“The last of the human freedoms: to choose one’s attitude in any given set of circumstances, to choose one’s own way.” (Viktor Frankl 1905-1997).
One of the greatest freedoms we have is to read without fear. It is the freedom to learn, to grow, to experience the lives of others through the work of authors who offer us insight, inspiration, affirmation, and accountability.
We get to choose what we will read and what we will learn. Even when everything seems to be stripped away from us, it isn’t until we surrender our minds and our attitudes to others that we experience true defeat. Never give up hope and faith in the triumph of goodness. This is one of the messages I took away from reading Viktor Frankl’s book, Man’s Search for Meaning.
Man’s Search for Meaning was the first book that stopped me in my tracks. Up to the time I read Frankl’s book, reading was something I was required to do as part of some school curriculum. My attitude towards reading was ambivalent. I focused on the task of completing assignments. That kept my teachers and my parents off my back. Regrettably, having such a prejudice against exploring the “classics” I was assigned, I read only to complete an assignment, not to consider what the author had to say or share. Other students somehow found deep meaning and purpose in the books we were assigned. I didn’t relate to the concepts of insight or reflection. To this day when anyone utters, “let’s reflect on what we have just read,” I still flash back to those mindless days in high school when I was not prone to reflect on any subject, assigned or otherwise. In my mind, if a book was required reading, I assumed it couldn’t stand on its own as an elective assignment. Heck if the book was so good, why did it have to be assigned/required?

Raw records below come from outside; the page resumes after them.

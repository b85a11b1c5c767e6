//=============================================================================
// File: src/screens/dog.rs
//=============================================================================
use api::FilterState;
use dioxus::prelude::*;

use crate::components::pico::Card;
use crate::components::price::PriceTag;
use crate::hooks::use_store;
use crate::Route;

#[allow(non_snake_case)]
#[component]
pub fn DogScreen(id: ReadOnlySignal<String>) -> Element {
    let store = use_store();
    let mut dog = use_resource(move || {
        let store = store.clone();
        async move { store.dog(&id()).await }
    });

    rsx! {
        match &*dog.read() {
            None => rsx! {
                Card {
                    p { "Loading..." }
                    progress {}
                }
            },
            Some(Err(e)) => rsx! {
                Card {
                    h3 { "Error" }
                    p { "Failed to load dog: {e}" }
                    button { onclick: move |_| dog.restart(), "Retry" }
                }
            },
            Some(Ok(dog)) => {
                let enquiry = FilterState::clear_all()
                    .set("interestUuid", &dog.id)
                    .set("isDog", "true");
                let breed = dog.breed_name.as_deref().unwrap_or("Mixed breed");
                rsx! {
                    Card {
                        if let Some(url) = &dog.image_url {
                            img { src: "{url}", alt: "{dog.name}" }
                        }
                        h2 { "{dog.name}" }
                        p { class: "muted", "{breed} · {dog.gender} · {dog.color}" }
                        if let Some(age) = dog.age_months {
                            p { "Age: {age} months" }
                        }
                        h3 { PriceTag { price: dog.price } }
                        if let Some(description) = &dog.description {
                            p { "{description}" }
                        }
                        Link {
                            class: "button",
                            to: Route::ContactScreen { filters: enquiry },
                            "Ask about {dog.name}"
                        }
                    }
                }
            }
        }
    }
}
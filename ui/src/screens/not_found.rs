//=============================================================================
// File: src/screens/not_found.rs
//=============================================================================
use dioxus::prelude::*;

use crate::components::empty_state::EmptyState;
use crate::Route;

#[allow(non_snake_case)]
#[component]
pub fn NotFoundScreen(segments: Vec<String>) -> Element {
    let path = segments.join("/");
    rsx! {
        EmptyState {
            title: "Page not found",
            description: "There is nothing at /{path}.",
            icon: rsx! { span { "🐶" } },
            primary_action: rsx! {
                Link {
                    class: "button",
                    to: Route::HomeScreen {},
                    "Back to the homepage"
                }
            },
        }
    }
}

It was my freshman year at college when I was offered Frankl’s book, Man’s Search for Meaning. I had very little knowledge and absolutely no understanding of the Holocaust. Somehow that part of World War Two history didn’t get much discussion time in the school I attended. My only contact with the Holocaust had come in eighth grade when I asked my friend’s mother what the numbers tattooed on her arm meant. She told me. I didn’t know what to say. I didn’t understand how what she told me could have happened.
It wasn’t until almost five years later I was offered the chance to confront the facts and the emotions of the Holocaust. If you don’t remember reading Frankl’s book, I urge you to go find a copy and re-read it now. How did those folks survive? How were they able to carry on “normal” lives after what had happened to them?
Hope and faith are the words that come to mind
Frankl’s book revealed a new world to me, a world not as comfortable as the one I was used to. It was a life, foreign to me, yet because of Frankl’s book, I was invited to acknowledge and confront emotions I never had experienced. I wanted to find answers. Unbeknowst to me at that moment, a modified creature was being born inside my shallow and self-absorbed form.
That’s where the journey began for me that has led me to hope, to pursuing a life incorporating noble purposes, working to ease the suffering of others. Some days I stray and fall short of living in hope and for the benefit of others. But fortunately, something always interrupts those moments.
Hope helps me move on as I discover and re-discover meaning for my life – purpose for my time here on earth. All because of a book. All because someone wrote a story that had to be told, an experience that had to be shared.
I have been freed to choose my own way. I have been freed to believe in hope and faith. My overall attitude still remains – every life should have a noble purpose. There is power and promise in hope.
Good post, Jon. I have not read the book you reference but your post makes me want to. Good reminders about how we control it all………
Thanks for reading this post. It was a life changing book for me.